Admettons que vous souhaitez monter le dossier /mnt/partage du serveur dans votre dossier /home/toto/serveur. Vous utiliserez alors la commande suivante

sshfs utilisateur_ssh@chezmoi.tld:/mnt/partage /home/toto/serveur

On demandera le mot de passe de l’utilisateur connecté via SSH, ensuite vous pourrez voir les documents du serveur dans /home/toto/serveur comme s’ils étaient sur votre ordinateur.

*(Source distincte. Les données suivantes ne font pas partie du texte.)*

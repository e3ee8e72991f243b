//! Interactive commands for the terminal front-end.

use crate::model::{CleanerId, TaskId, Weekday};

pub const HELP: &str = "\
Commands:
  show                                   redraw the current views
  refresh                                refetch everything from the server
  done <task_id>                         mark a task completed
  undo <task_id>                         mark a task not completed
  qr                                     print the QR code URL for this board
  help                                   show this help
  quit                                   exit
Admin only:
  add-cleaner <name>                     add a cleaner
  rm-cleaner [-y] <cleaner_id>           delete a cleaner and all their tasks
  add-task <cleaner_id> <day> <text...>  add a task
  rm-task [-y] <task_id>                 delete a task";

/// A parsed command line.
#[derive(Debug, Clone, PartialEq, Eq)]
pub enum Command {
    Show,
    Refresh,
    AddCleaner { name: String },
    RemoveCleaner { id: CleanerId, confirmed: bool },
    AddTask {
        cleaner_id: CleanerId,
        day: Weekday,
        description: String,
    },
    RemoveTask { id: TaskId, confirmed: bool },
    SetCompleted { id: TaskId, completed: bool },
    Qr,
    Help,
    Quit,
}

impl Command {
    /// Parse one input line. Returns a usage message on error.
    pub fn parse(line: &str) -> Result<Self, String> {
        let line = line.trim();
        let (verb, rest) = match line.split_once(char::is_whitespace) {
            Some((verb, rest)) => (verb, rest.trim()),
            None => (line, ""),
        };

        let verb = verb.trim_start_matches('/').to_ascii_lowercase();
        match verb.as_str() {
            "show" | "ls" => Ok(Self::Show),
            "refresh" => Ok(Self::Refresh),
            "help" | "?" => Ok(Self::Help),
            "quit" | "exit" | "q" => Ok(Self::Quit),
            "qr" => Ok(Self::Qr),
            "add-cleaner" => {
                if rest.is_empty() {
                    return Err("usage: add-cleaner <name>".into());
                }
                Ok(Self::AddCleaner {
                    name: rest.to_string(),
                })
            }
            "rm-cleaner" => {
                let (confirmed, id) = parse_confirmed_id(rest, "usage: rm-cleaner [-y] <cleaner_id>")?;
                Ok(Self::RemoveCleaner { id, confirmed })
            }
            "rm-task" => {
                let (confirmed, id) = parse_confirmed_id(rest, "usage: rm-task [-y] <task_id>")?;
                Ok(Self::RemoveTask { id, confirmed })
            }
            "add-task" => {
                let usage = "usage: add-task <cleaner_id> <day> <description>";
                let mut parts = rest.splitn(3, char::is_whitespace);
                let cleaner_id = parts
                    .next()
                    .and_then(|s| s.parse().ok())
                    .ok_or_else(|| usage.to_string())?;
                let day = parts
                    .next()
                    .ok_or_else(|| usage.to_string())?
                    .parse::<Weekday>()?;
                let description = parts.next().map(str::trim).unwrap_or_default();
                if description.is_empty() {
                    return Err(usage.into());
                }
                Ok(Self::AddTask {
                    cleaner_id,
                    day,
                    description: description.to_string(),
                })
            }
            "done" | "undo" => {
                let id = rest
                    .parse()
                    .map_err(|_| format!("usage: {verb} <task_id>"))?;
                Ok(Self::SetCompleted {
                    id,
                    completed: verb == "done",
                })
            }
            "" => Err("empty command".into()),
            other => Err(format!("unknown command: {other} (try 'help')")),
        }
    }

    /// Commands hidden from non-admin sessions.
    pub fn requires_admin(&self) -> bool {
        matches!(
            self,
            Self::AddCleaner { .. }
                | Self::RemoveCleaner { .. }
                | Self::AddTask { .. }
                | Self::RemoveTask { .. }
        )
    }

    /// Question to ask before running, for unconfirmed deletes.
    pub fn confirmation_prompt(&self) -> Option<&'static str> {
        match self {
            Self::RemoveCleaner { confirmed: false, .. } => {
                Some("Are you sure you want to delete this cleaner and all their tasks?")
            }
            Self::RemoveTask { confirmed: false, .. } => {
                Some("Are you sure you want to delete this task?")
            }
            _ => None,
        }
    }

    pub fn name(&self) -> &'static str {
        match self {
            Self::Show => "show",
            Self::Refresh => "refresh",
            Self::AddCleaner { .. } => "add-cleaner",
            Self::RemoveCleaner { .. } => "rm-cleaner",
            Self::AddTask { .. } => "add-task",
            Self::RemoveTask { .. } => "rm-task",
            Self::SetCompleted { completed: true, .. } => "done",
            Self::SetCompleted { completed: false, .. } => "undo",
            Self::Qr => "qr",
            Self::Help => "help",
            Self::Quit => "quit",
        }
    }
}

fn parse_confirmed_id(rest: &str, usage: &str) -> Result<(bool, i64), String> {
    let mut confirmed = false;
    let mut id = None;
    for token in rest.split_whitespace() {
        match token {
            "-y" | "--yes" => confirmed = true,
            _ if id.is_none() => id = token.parse().ok(),
            _ => return Err(usage.to_string()),
        }
    }
    id.map(|id| (confirmed, id)).ok_or_else(|| usage.to_string())
}

/// Whether a confirmation answer means yes.
pub fn is_affirmative(answer: &str) -> bool {
    matches!(answer.trim().to_ascii_lowercase().as_str(), "y" | "yes")
}
#[tokio::test]
async fn app_rejects_unknown_login() {
    timeout(TEST_TIMEOUT, async {
        let backend = start_backend().await;
        let app = App::new(test_config(&backend), Arc::new(RecordingRenderer::default())).unwrap();
        let err = app
            .login("Ghost", &SecretString::from("nope"))
            .await
            .unwrap_err();
        assert!(err.to_string().contains("Authentication rejected for Ghost"));
        assert!(!app.synchronizer().session().await.is_active());
    })
    .await
    .expect("test timed out");
}

#[tokio::test]
async fn app_alerts_when_base_url_unresolvable() {
    timeout(TEST_TIMEOUT, async {
        let listener = TcpListener::bind("127.0.0.1:0").await.unwrap();
        let port = listener.local_addr().unwrap().port();
        drop(listener);

        let origin = format!("http://127.0.0.1:{port}");
        let renderer = Arc::new(RecordingRenderer::default());
        let config = ClientConfig {
            origin: origin.clone(),
            push_enabled: false,
            connect_timeout: Duration::from_secs(1),
            ..ClientConfig::default()
        };
        let app = App::new(config, renderer.clone()).unwrap();
        app.resolve_base_url().await;

        assert_eq!(app.base_url(), origin);
        assert_eq!(
            renderer.alerts.lock().unwrap().as_slice(),
            ["Failed to initialize the application. Please try again."]
        );
    })
    .await
    .expect("test timed out");
}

Serveur de stockage reposant sur NFS

NFS veut dire “Network File System”, autrement dit “Système de fichiers en réseau”. 😁

Cependant, nous n’allons pas ouvrir le partage NFS au monde entier comme on peut le faire pour d’autres services, car nous ne pouvons pas restreindre l’accès à certains utilisateurs. L’utilisation de NFS sera donc adaptée à un partage local, c’est à dire pour toutes les machines utilisant votre routeur pour se connecter.

Tout d’abord, nous devons activer sur le serveur les services nécessaires. On s’en occupe avec rcctl :

# rcctl enable portmap mountd nfsd

Afin que le partage NFS fonctionne comme prévu, nous allons configurer les options pour le lancer. Remplacez dans la commande ci-dessous le chiffre 4 par le nombre de connexions maximales vers le serveur que vous souhaitez :

# rcctl set nfsd flags -tun 4

Nous avons activé ici les protocoles TCP (-t), UDP (-u), ainsi que 4 connexions maximales vers le serveur NFS.

Maintenant, il faut préciser qui aura le droit d’accéder au NFS. Pour cela, il faut éditer le fichier /etc/exports pour préciser les adresses IP qui pourront s’y connecter. Éditez ce fichier pour y mettre par exemple :

/mnt/partage -alldirs -network=192.168.1 -mask=255.255.255.0 

Ici, nous souhaitons restreindre l’accès au réseau local, c’est à dire tous les appareils connectés au même routeur que votre serveur. La difficulté ici est de connaître l’ensemble des adresses IP que votre modem attribue aux appareils qui s’y connectent. Suivez les indications de ce paragraphe pour mieux comprendre comment trouver l’IP locale des machines connectées à votre “box”.

Si vous souhaitez accéder à ce partage de n’importe où, retirez les options -network et -mask. Cependant, notez bien que cela donnera accès au NFS à tout le monde /!.

On peut maintenant démarrer les services avec :

# rcctl start portmap mountd nfsd

Dans le cas où vous modifiez le fichier /etc/exports, pensez à recharger la configuration avec :

# rcctl reload mountd

Pensez à ouvrir les ports 111 et 2049 en TCP et UDP dans le parefeu afin qu’une machine du réseau local puisse accéder au partage NFS. Pour voir la liste des ports utilisés, lancez # rpcinfo -p 127.0.0.1. Ces ports peuvent changer lors d’un redémarrage. Pour un partage local, vous pouvez ouvrir votre NAS à tout le réseau local avec cette ligne dans /etc/pf.conf :

pass in on egress from 192.168.1.0/24

Vous pourrez maintenant monter le partage NFS sur votre système. La démarche dépend du système d’exploitation, mais dans la plupart des cas, ajouter une entrée dans le fichier /etc/fstab de l’ordinateur qui doit monter le NFS suffit. Cette entrée ressemblera à :

192.168.1.2:/mnt/partage /mnt nfs rw,nodev,nosuid 0 0

Remplacez l’IP par celle du serveur bien sûr 😉 (l’IP privée).